I've been debating whether or not to post this dreaded realization as it is personal in nature, but since it will impact my Marathon Day in a big way and I've already told the blogosphere that I got hit in the head with a bowling ball in high school, here goes:
Warning before you read any further: Male readers, especially co-workers, former co-workers, friends, family members, including brothers-in-law, cousins and dear God . . .my Dad, please leave and go read another blog. I recommend several blogs on the list down on the left. Mike, you can keep reading because you already know the good, bad and the ugly and still stick around. You already know this anyway.
Special Note: Male readers who have ever had the guts to stand in line (alone) to purchase feminine products for their wife or significant other have a special pass to continue reading. (Mike has done this several times over the course of the last 19 years and that is one of the many reasons he is a good husband.)
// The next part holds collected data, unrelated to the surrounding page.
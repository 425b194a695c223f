//! Keyset position used by newest-first paginated listings.

use chrono::{DateTime, Utc};
use serde::{Deserialize, Serialize};
use uuid::Uuid;

/// Position of the last item on a page: its creation time and id.
///
/// Items strictly older than the key (ties broken by id, descending) belong
/// to the next page.
#[derive(Debug, Clone, Copy, PartialEq, Eq, Serialize, Deserialize)]
#[serde(rename_all = "camelCase")]
pub struct PageKey {
    pub created_at: DateTime<Utc>,
    pub id: Uuid,
}

impl PageKey {
    #[must_use]
    pub const fn new(created_at: DateTime<Utc>, id: Uuid) -> Self {
        Self { created_at, id }
    }

    /// True when an item with this position sorts after the key.
    #[must_use]
    pub fn precedes(&self, created_at: DateTime<Utc>, id: Uuid) -> bool {
        (created_at, id) < (self.created_at, self.id)
    }
}
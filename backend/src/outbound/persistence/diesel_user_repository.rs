//! PostgreSQL-backed `UserRepository` and `AuthSessionRepository`.

use async_trait::async_trait;
use chrono::{DateTime, Utc};
use diesel::prelude::*;
use diesel_async::RunQueryDsl;

use crate::domain::ports::{
    AuthSessionRepository, AuthSessionRepositoryError, UserRepository, UserRepositoryError,
};
use crate::domain::{
    AuthSession, DisplayName, Email, PasswordHash, Role, Timezone, TokenDigest, User, UserId,
};

use super::diesel_basic_error_mapping::{
    ConstraintViolation, map_basic_diesel_error, map_basic_pool_error, violated_constraint,
};
use super::diesel_helpers::{collect_rows, count, parse_label};
use super::models::{AuthSessionRow, NewUserRow, UserRow, UserUpdate};
use super::pool::{DbPool, PoolError};
use super::schema::{auth_sessions, users};

/// Diesel-backed account storage.
#[derive(Clone)]
pub struct DieselUserRepository {
    pool: DbPool,
}

impl DieselUserRepository {
    pub fn new(pool: DbPool) -> Self {
        Self { pool }
    }
}

fn map_pool_error(error: PoolError) -> UserRepositoryError {
    map_basic_pool_error(error, |message| UserRepositoryError::connection(message))
}

fn map_diesel_error(error: diesel::result::Error) -> UserRepositoryError {
    if let Some(ConstraintViolation::Unique(name)) = violated_constraint(&error)
        && name.is_none_or(|name| name.contains("email"))
    {
        return UserRepositoryError::duplicate_email();
    }
    map_basic_diesel_error(
        error,
        UserRepositoryError::query,
        UserRepositoryError::connection,
    )
}

fn row_to_user(row: UserRow) -> Result<(User, PasswordHash), String> {
    let user = User {
        id: UserId::from_uuid(row.id),
        email: Email::new(&row.email).map_err(|err| format!("stored email: {err}"))?,
        display_name: DisplayName::new(&row.display_name)
            .map_err(|err| format!("stored display name: {err}"))?,
        role: parse_label::<Role>("role", &row.role)?,
        bio: row.bio,
        timezone: Timezone::new(&row.timezone).map_err(|err| format!("stored timezone: {err}"))?,
        hourly_rate_cents: row.hourly_rate_cents,
        is_mentor_approved: row.is_mentor_approved,
        created_at: row.created_at,
    };
    Ok((user, PasswordHash::from_stored(row.password_hash)))
}

#[async_trait]
impl UserRepository for DieselUserRepository {
    async fn create(&self, user: &User, password: &PasswordHash) -> Result<(), UserRepositoryError> {
        let mut conn = self.pool.get().await.map_err(map_pool_error)?;
        let row = NewUserRow {
            id: *user.id.as_uuid(),
            email: user.email.as_ref(),
            password_hash: password.as_ref(),
            display_name: user.display_name.as_ref(),
            role: user.role.as_str(),
            bio: &user.bio,
            timezone: user.timezone.name(),
            hourly_rate_cents: user.hourly_rate_cents,
            is_mentor_approved: user.is_mentor_approved,
            created_at: user.created_at,
        };
        diesel::insert_into(users::table)
            .values(&row)
            .execute(&mut conn)
            .await
            .map(|_| ())
            .map_err(map_diesel_error)
    }

    async fn find_by_id(&self, id: &UserId) -> Result<Option<User>, UserRepositoryError> {
        let mut conn = self.pool.get().await.map_err(map_pool_error)?;
        let row: Option<UserRow> = users::table
            .filter(users::id.eq(id.as_uuid()))
            .select(UserRow::as_select())
            .first(&mut conn)
            .await
            .optional()
            .map_err(map_diesel_error)?;
        row.map(|row| row_to_user(row).map(|(user, _)| user))
            .transpose()
            .map_err(UserRepositoryError::query)
    }

    async fn find_credentials(
        &self,
        email: &Email,
    ) -> Result<Option<(User, PasswordHash)>, UserRepositoryError> {
        let mut conn = self.pool.get().await.map_err(map_pool_error)?;
        let row: Option<UserRow> = users::table
            .filter(users::email.eq(email.as_ref()))
            .select(UserRow::as_select())
            .first(&mut conn)
            .await
            .optional()
            .map_err(map_diesel_error)?;
        row.map(row_to_user)
            .transpose()
            .map_err(UserRepositoryError::query)
    }

    async fn update(&self, user: &User) -> Result<(), UserRepositoryError> {
        let mut conn = self.pool.get().await.map_err(map_pool_error)?;
        let changes = UserUpdate {
            display_name: user.display_name.as_ref(),
            role: user.role.as_str(),
            bio: &user.bio,
            timezone: user.timezone.name(),
            hourly_rate_cents: user.hourly_rate_cents,
            is_mentor_approved: user.is_mentor_approved,
            updated_at: Utc::now(),
        };
        let updated = diesel::update(users::table.filter(users::id.eq(user.id.as_uuid())))
            .set(&changes)
            .execute(&mut conn)
            .await
            .map_err(map_diesel_error)?;
        if updated == 0 {
            return Err(UserRepositoryError::query(format!(
                "user {} not found",
                user.id
            )));
        }
        Ok(())
    }

    async fn list_approved_mentors(&self) -> Result<Vec<User>, UserRepositoryError> {
        let mut conn = self.pool.get().await.map_err(map_pool_error)?;
        let rows: Vec<UserRow> = users::table
            .filter(users::role.eq(Role::Mentor.as_str()))
            .filter(users::is_mentor_approved.eq(true))
            .select(UserRow::as_select())
            .order_by((users::display_name, users::id))
            .load(&mut conn)
            .await
            .map_err(map_diesel_error)?;
        collect_rows(
            rows.into_iter()
                .map(|row| row_to_user(row).map(|(user, _)| user)),
            UserRepositoryError::query,
        )
    }

    async fn list_pending_mentors(&self) -> Result<Vec<User>, UserRepositoryError> {
        let mut conn = self.pool.get().await.map_err(map_pool_error)?;
        let rows: Vec<UserRow> = users::table
            .filter(users::role.eq(Role::Mentor.as_str()))
            .filter(users::is_mentor_approved.eq(false))
            .select(UserRow::as_select())
            .order_by((users::created_at, users::id))
            .load(&mut conn)
            .await
            .map_err(map_diesel_error)?;
        collect_rows(
            rows.into_iter()
                .map(|row| row_to_user(row).map(|(user, _)| user)),
            UserRepositoryError::query,
        )
    }

    async fn find_password_hash(
        &self,
        id: &UserId,
    ) -> Result<Option<PasswordHash>, UserRepositoryError> {
        let mut conn = self.pool.get().await.map_err(map_pool_error)?;
        let stored: Option<String> = users::table
            .filter(users::id.eq(id.as_uuid()))
            .select(users::password_hash)
            .first(&mut conn)
            .await
            .optional()
            .map_err(map_diesel_error)?;
        Ok(stored.map(PasswordHash::from_stored))
    }

    async fn update_password(
        &self,
        id: &UserId,
        password: &PasswordHash,
    ) -> Result<bool, UserRepositoryError> {
        let mut conn = self.pool.get().await.map_err(map_pool_error)?;
        let updated = diesel::update(users::table.filter(users::id.eq(id.as_uuid())))
            .set((
                users::password_hash.eq(password.as_ref()),
                users::updated_at.eq(Utc::now()),
            ))
            .execute(&mut conn)
            .await
            .map_err(map_diesel_error)?;
        Ok(updated > 0)
    }

    async fn signups_since(
        &self,
        since: DateTime<Utc>,
    ) -> Result<Vec<(Role, DateTime<Utc>)>, UserRepositoryError> {
        let mut conn = self.pool.get().await.map_err(map_pool_error)?;
        let rows: Vec<(String, DateTime<Utc>)> = users::table
            .filter(users::created_at.ge(since))
            .select((users::role, users::created_at))
            .order_by(users::created_at)
            .load(&mut conn)
            .await
            .map_err(map_diesel_error)?;
        collect_rows(
            rows.into_iter()
                .map(|(role, at)| parse_label::<Role>("role", &role).map(|role| (role, at))),
            UserRepositoryError::query,
        )
    }

    async fn count_by_role(&self) -> Result<Vec<(Role, u64)>, UserRepositoryError> {
        let mut conn = self.pool.get().await.map_err(map_pool_error)?;
        let rows: Vec<(String, i64)> = users::table
            .group_by(users::role)
            .select((users::role, diesel::dsl::count_star()))
            .load(&mut conn)
            .await
            .map_err(map_diesel_error)?;
        collect_rows(
            rows.into_iter().map(|(role, total)| {
                parse_label::<Role>("role", &role).map(|role| (role, count(total)))
            }),
            UserRepositoryError::query,
        )
    }
}

/// Diesel-backed bearer-session storage.
#[derive(Clone)]
pub struct DieselAuthSessionRepository {
    pool: DbPool,
}

impl DieselAuthSessionRepository {
    pub fn new(pool: DbPool) -> Self {
        Self { pool }
    }
}

fn map_session_pool_error(error: PoolError) -> AuthSessionRepositoryError {
    map_basic_pool_error(error, |message| {
        AuthSessionRepositoryError::connection(message)
    })
}

fn map_session_diesel_error(error: diesel::result::Error) -> AuthSessionRepositoryError {
    map_basic_diesel_error(
        error,
        AuthSessionRepositoryError::query,
        AuthSessionRepositoryError::connection,
    )
}

#[async_trait]
impl AuthSessionRepository for DieselAuthSessionRepository {
    async fn insert(&self, session: &AuthSession) -> Result<(), AuthSessionRepositoryError> {
        let mut conn = self.pool.get().await.map_err(map_session_pool_error)?;
        let row = AuthSessionRow {
            token_digest: session.digest.as_ref().to_owned(),
            user_id: *session.user_id.as_uuid(),
            expires_at: session.expires_at,
            revoked: session.revoked,
        };
        diesel::insert_into(auth_sessions::table)
            .values(&row)
            .execute(&mut conn)
            .await
            .map(|_| ())
            .map_err(map_session_diesel_error)
    }

    async fn find(
        &self,
        digest: &TokenDigest,
    ) -> Result<Option<AuthSession>, AuthSessionRepositoryError> {
        let mut conn = self.pool.get().await.map_err(map_session_pool_error)?;
        let row: Option<AuthSessionRow> = auth_sessions::table
            .filter(auth_sessions::token_digest.eq(digest.as_ref()))
            .select(AuthSessionRow::as_select())
            .first(&mut conn)
            .await
            .optional()
            .map_err(map_session_diesel_error)?;
        Ok(row.map(|row| AuthSession {
            digest: TokenDigest::from_stored(row.token_digest),
            user_id: UserId::from_uuid(row.user_id),
            expires_at: row.expires_at,
            revoked: row.revoked,
        }))
    }

    async fn revoke(&self, digest: &TokenDigest) -> Result<(), AuthSessionRepositoryError> {
        let mut conn = self.pool.get().await.map_err(map_session_pool_error)?;
        diesel::update(auth_sessions::table.filter(auth_sessions::token_digest.eq(digest.as_ref())))
            .set(auth_sessions::revoked.eq(true))
            .execute(&mut conn)
            .await
            .map(|_| ())
            .map_err(map_session_diesel_error)
    }

    async fn revoke_others(
        &self,
        user_id: &UserId,
        keep: &TokenDigest,
    ) -> Result<u64, AuthSessionRepositoryError> {
        let mut conn = self.pool.get().await.map_err(map_session_pool_error)?;
        let revoked = diesel::update(
            auth_sessions::table
                .filter(auth_sessions::user_id.eq(user_id.as_uuid()))
                .filter(auth_sessions::token_digest.ne(keep.as_ref()))
                .filter(auth_sessions::revoked.eq(false)),
        )
        .set(auth_sessions::revoked.eq(true))
        .execute(&mut conn)
        .await
        .map_err(map_session_diesel_error)?;
        Ok(revoked as u64)
    }
}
Given that last comment you probably know where this is going. Yes, that's right. If current biorhythm stays the same, I will have IT on Marathon Day. In fact, I will likely GET IT on Marathon Day. GETTING IT on Marathon Day is worse (at least for me) than simply having IT on Marathon Day. This is what I get for begging God for me not to get IT on my honeymoon 13 years ago.
Is IT what I think IT is you say? Yes, that time of the month, Eve's curse, Aunt Flow visit, Monthly Curse, whatever you prefer to call IT, all signs point to me having IT on Marathon Day. (Important: I appreciate comments, but really don't need to read comments about your favorite slang terms for IT, thank you.)